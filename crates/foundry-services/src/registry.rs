//! Service registry — keeps one node's record alive in the store.
//!
//! `join` writes the record with a TTL and announces it; a background task
//! then extends the TTL shortly before it runs out. If the store has lost
//! the key (eviction, restart) or the extend call fails, the task recreates
//! the key after a short backoff and carries on. `leave` stops the task and
//! removes the record, once.

use std::sync::atomic::{AtomicBool, Ordering};
use std::sync::{Arc, Mutex};

use tokio::task::JoinHandle;

use foundry_core::config::RegistryConfig;
use foundry_core::record::{JOIN_CHANNEL, LEAVE_CHANNEL};
use foundry_core::ServiceRecord;

use crate::store::{RegistryStore, StoreError};

#[derive(Clone)]
pub struct ServiceRegistry {
    store: Arc<dyn RegistryStore>,
    settings: RegistryConfig,
}

impl ServiceRegistry {
    pub fn new(store: Arc<dyn RegistryStore>, settings: RegistryConfig) -> Self {
        Self { store, settings }
    }

    /// Publish `record` under `name` and start renewing its lease.
    pub async fn join(&self, name: &str, mut record: ServiceRecord) -> Result<RegistryEntry, StoreError> {
        record.name = name.to_string();
        let key = record.key();
        let value = encode(&record)?;

        self.store
            .set_and_publish(&key, &value, self.settings.lease_ttl(), JOIN_CHANNEL, &value)
            .await?;
        tracing::info!(key = %key, endpoint = %record.endpoint(), "joined service registry");

        let inner = Arc::new(EntryInner {
            key,
            record: Mutex::new(record),
            destroyed: AtomicBool::new(false),
            writes: tokio::sync::Mutex::new(()),
            renewal: Mutex::new(None),
        });
        let task = tokio::spawn(renew(self.clone(), inner.clone()));
        *lock(&inner.renewal) = Some(task);

        Ok(RegistryEntry {
            registry: self.clone(),
            inner,
        })
    }

    /// Remove the entry's record and announce the departure. Only the first
    /// call for a given entry touches the store.
    pub async fn leave(&self, entry: &RegistryEntry) -> Result<(), StoreError> {
        let inner = &entry.inner;
        let _writes = inner.writes.lock().await;
        if inner.destroyed.swap(true, Ordering::SeqCst) {
            return Ok(());
        }
        inner.stop_renewal();
        self.store
            .delete_and_publish(&inner.key, LEAVE_CHANNEL, &inner.key)
            .await?;
        tracing::info!(key = %inner.key, "left service registry");
        Ok(())
    }
}

// ── Entry ─────────────────────────────────────────────────────────────────────

struct EntryInner {
    key: String,
    record: Mutex<ServiceRecord>,
    destroyed: AtomicBool,
    /// Held across every check-then-write of the key, so no write can land
    /// after `leave` deleted it.
    writes: tokio::sync::Mutex<()>,
    renewal: Mutex<Option<JoinHandle<()>>>,
}

impl EntryInner {
    fn is_destroyed(&self) -> bool {
        self.destroyed.load(Ordering::SeqCst)
    }

    fn stop_renewal(&self) {
        if let Some(task) = lock(&self.renewal).take() {
            task.abort();
        }
    }

    fn encoded(&self) -> Result<String, StoreError> {
        encode(&lock(&self.record))
    }
}

/// Handle to a joined record. Dropping it stops renewal without removing
/// the record, which then expires on its own.
pub struct RegistryEntry {
    registry: ServiceRegistry,
    inner: Arc<EntryInner>,
}

impl RegistryEntry {
    pub fn key(&self) -> &str {
        &self.inner.key
    }

    pub fn record(&self) -> ServiceRecord {
        lock(&self.inner.record).clone()
    }

    pub fn is_destroyed(&self) -> bool {
        self.inner.is_destroyed()
    }

    pub async fn leave(&self) -> Result<(), StoreError> {
        self.registry.leave(self).await
    }

    /// Rewrite the record with a new job count and a fresh lease.
    /// No join notification is sent; the catalog picks it up on refresh.
    pub async fn update_job_count(&self, job_count: u32) -> Result<(), StoreError> {
        let _writes = self.inner.writes.lock().await;
        if self.inner.is_destroyed() {
            return Ok(());
        }
        let value = {
            let mut record = lock(&self.inner.record);
            record.job_count = job_count;
            encode(&record)?
        };
        self.registry
            .store
            .set_with_ttl(&self.inner.key, &value, self.registry.settings.lease_ttl())
            .await
    }
}

impl Drop for RegistryEntry {
    fn drop(&mut self) {
        self.inner.stop_renewal();
    }
}

// ── Renewal ───────────────────────────────────────────────────────────────────

async fn renew(registry: ServiceRegistry, inner: Arc<EntryInner>) {
    let settings = &registry.settings;
    let store = &registry.store;
    let interval = settings.renew_interval();

    loop {
        tokio::time::sleep(interval).await;
        if inner.is_destroyed() {
            return;
        }

        match store.expire(&inner.key, settings.lease_ttl()).await {
            Ok(true) => {
                tracing::debug!(key = %inner.key, "lease renewed");
                continue;
            }
            Ok(false) => tracing::warn!(key = %inner.key, "lease lost, recreating"),
            Err(e) => tracing::warn!(key = %inner.key, error = %e, "lease renewal failed, recreating"),
        }

        loop {
            tokio::time::sleep(settings.recreate_backoff()).await;
            let _writes = inner.writes.lock().await;
            if inner.is_destroyed() {
                return;
            }
            let result = match inner.encoded() {
                Ok(value) => store.set_with_ttl(&inner.key, &value, settings.lease_ttl()).await,
                Err(e) => Err(e),
            };
            match result {
                Ok(()) => {
                    tracing::info!(key = %inner.key, "lease recreated");
                    break;
                }
                Err(e) => tracing::warn!(key = %inner.key, error = %e, "lease recreate failed"),
            }
        }
    }
}

fn encode(record: &ServiceRecord) -> Result<String, StoreError> {
    serde_json::to_string(record).map_err(|e| StoreError::Codec(e.to_string()))
}

fn lock<T>(mutex: &Mutex<T>) -> std::sync::MutexGuard<'_, T> {
    mutex.lock().unwrap_or_else(|e| e.into_inner())
}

**What you need to do**
Write out every line of the material exactly as it appears.

**Answer to this exercise**
filename crates/foundry-services/src/registry.rs
//! Service registry — keeps one node's record alive in the store.
//!
//! `join` writes the record with a TTL and announces it; a background task
//! then extends the TTL shortly before it runs out. If the store has lost
//! the key (eviction, restart) or the extend call fails, the task recreates
//! the key after a short backoff and carries on. `leave` stops the task and
//! removes the record, once.

use std::sync::atomic::{AtomicBool, Ordering};
use std::sync::{Arc, Mutex};

use tokio::task::JoinHandle;

use foundry_core::config::RegistryConfig;
use foundry_core::record::{JOIN_CHANNEL, LEAVE_CHANNEL};
use foundry_core::ServiceRecord;

use crate::store::{RegistryStore, StoreError};

#[derive(Clone)]
pub struct ServiceRegistry {
    store: Arc<dyn RegistryStore>,
    settings: RegistryConfig,
}

impl ServiceRegistry {
    pub fn new(store: Arc<dyn RegistryStore>, settings: RegistryConfig) -> Self {
        Self { store, settings }
    }

    /// Publish `record` under `name` and start renewing its lease.
    pub async fn join(&self, name: &str, mut record: ServiceRecord) -> Result<RegistryEntry, StoreError> {
        record.name = name.to_string();
        let key = record.key();
        let value = encode(&record)?;

        self.store
            .set_and_publish(&key, &value, self.settings.lease_ttl(), JOIN_CHANNEL, &value)
            .await?;
        tracing::info!(key = %key, endpoint = %record.endpoint(), "joined service registry");

        let inner = Arc::new(EntryInner {
            key,
            record: Mutex::new(record),
            destroyed: AtomicBool::new(false),
            writes: tokio::sync::Mutex::new(()),
            renewal: Mutex::new(None),
        });
        let task = tokio::spawn(renew(self.clone(), inner.clone()));
        *lock(&inner.renewal) = Some(task);

        Ok(RegistryEntry {
            registry: self.clone(),
            inner,
        })
    }

    /// Remove the entry's record and announce the departure. Only the first
    /// call for a given entry touches the store.
    pub async fn leave(&self, entry: &RegistryEntry) -> Result<(), StoreError> {
        let inner = &entry.inner;
        let _writes = inner.writes.lock().await;
        if inner.destroyed.swap(true, Ordering::SeqCst) {
            return Ok(());
        }
        inner.stop_renewal();
        self.store
            .delete_and_publish(&inner.key, LEAVE_CHANNEL, &inner.key)
            .await?;
        tracing::info!(key = %inner.key, "left service registry");
        Ok(())
    }
}

// ── Entry ─────────────────────────────────────────────────────────────────────

struct EntryInner {
    key: String,
    record: Mutex<ServiceRecord>,
    destroyed: AtomicBool,
    /// Held across every check-then-write of the key, so no write can land
    /// after `leave` deleted it.
    writes: tokio::sync::Mutex<()>,
    renewal: Mutex<Option<JoinHandle<()>>>,
}

impl EntryInner {
    fn is_destroyed(&self) -> bool {
        self.destroyed.load(Ordering::SeqCst)
    }

    fn stop_renewal(&self) {
        if let Some(task) = lock(&self.renewal).take() {
            task.abort();
        }
    }

    fn encoded(&self) -> Result<String, StoreError> {
        encode(&lock(&self.record))
    }
}

/// Handle to a joined record. Dropping it stops renewal without removing
/// the record, which then expires on its own.
pub struct RegistryEntry {
    registry: ServiceRegistry,
    inner: Arc<EntryInner>,
}

impl RegistryEntry {
    pub fn key(&self) -> &str {
        &self.inner.key
    }

    pub fn record(&self) -> ServiceRecord {
        lock(&self.inner.record).clone()
    }

    pub fn is_destroyed(&self) -> bool {
        self.inner.is_destroyed()
    }

    pub async fn leave(&self) -> Result<(), StoreError> {
        self.registry.leave(self).await
    }

    /// Rewrite the record with a new job count and a fresh lease.
    /// No join notification is sent; the catalog picks it up on refresh.
    pub async fn update_job_count(&self, job_count: u32) -> Result<(), StoreError> {
        let _writes = self.inner.writes.lock().await;
        if self.inner.is_destroyed() {
            return Ok(());
        }
        let value = {
            let mut record = lock(&self.inner.record);
            record.job_count = job_count;
            encode(&record)?
        };
        self.registry
            .store
            .set_with_ttl(&self.inner.key, &value, self.registry.settings.lease_ttl())
            .await
    }
}

impl Drop for RegistryEntry {
    fn drop(&mut self) {
        self.inner.stop_renewal();
    }
}

// ── Renewal ───────────────────────────────────────────────────────────────────

async fn renew(registry: ServiceRegistry, inner: Arc<EntryInner>) {
    let settings = &registry.settings;
    let store = &registry.store;
    let interval = settings.renew_interval();

    loop {
        tokio::time::sleep(interval).await;
        if inner.is_destroyed() {
            return;
        }

        match store.expire(&inner.key, settings.lease_ttl()).await {
            Ok(true) => {
                tracing::debug!(key = %inner.key, "lease renewed");
                continue;
            }
            Ok(false) => tracing::warn!(key = %inner.key, "lease lost, recreating"),
            Err(e) => tracing::warn!(key = %inner.key, error = %e, "lease renewal failed, recreating"),
        }

        loop {
            tokio::time::sleep(settings.recreate_backoff()).await;
            let _writes = inner.writes.lock().await;
            if inner.is_destroyed() {
                return;
            }
            let result = match inner.encoded() {
                Ok(value) => store.set_with_ttl(&inner.key, &value, settings.lease_ttl()).await,
                Err(e) => Err(e),
            };
            match result {
                Ok(()) => {
                    tracing::info!(key = %inner.key, "lease recreated");
                    break;
                }
                Err(e) => tracing::warn!(key = %inner.key, error = %e, "lease recreate failed"),
            }
        }
    }
}

fn encode(record: &ServiceRecord) -> Result<String, StoreError> {
    serde_json::to_string(record).map_err(|e| StoreError::Codec(e.to_string()))
}

fn lock<T>(mutex: &Mutex<T>) -> std::sync::MutexGuard<'_, T> {
    mutex.lock().unwrap_or_else(|e| e.into_inner())
}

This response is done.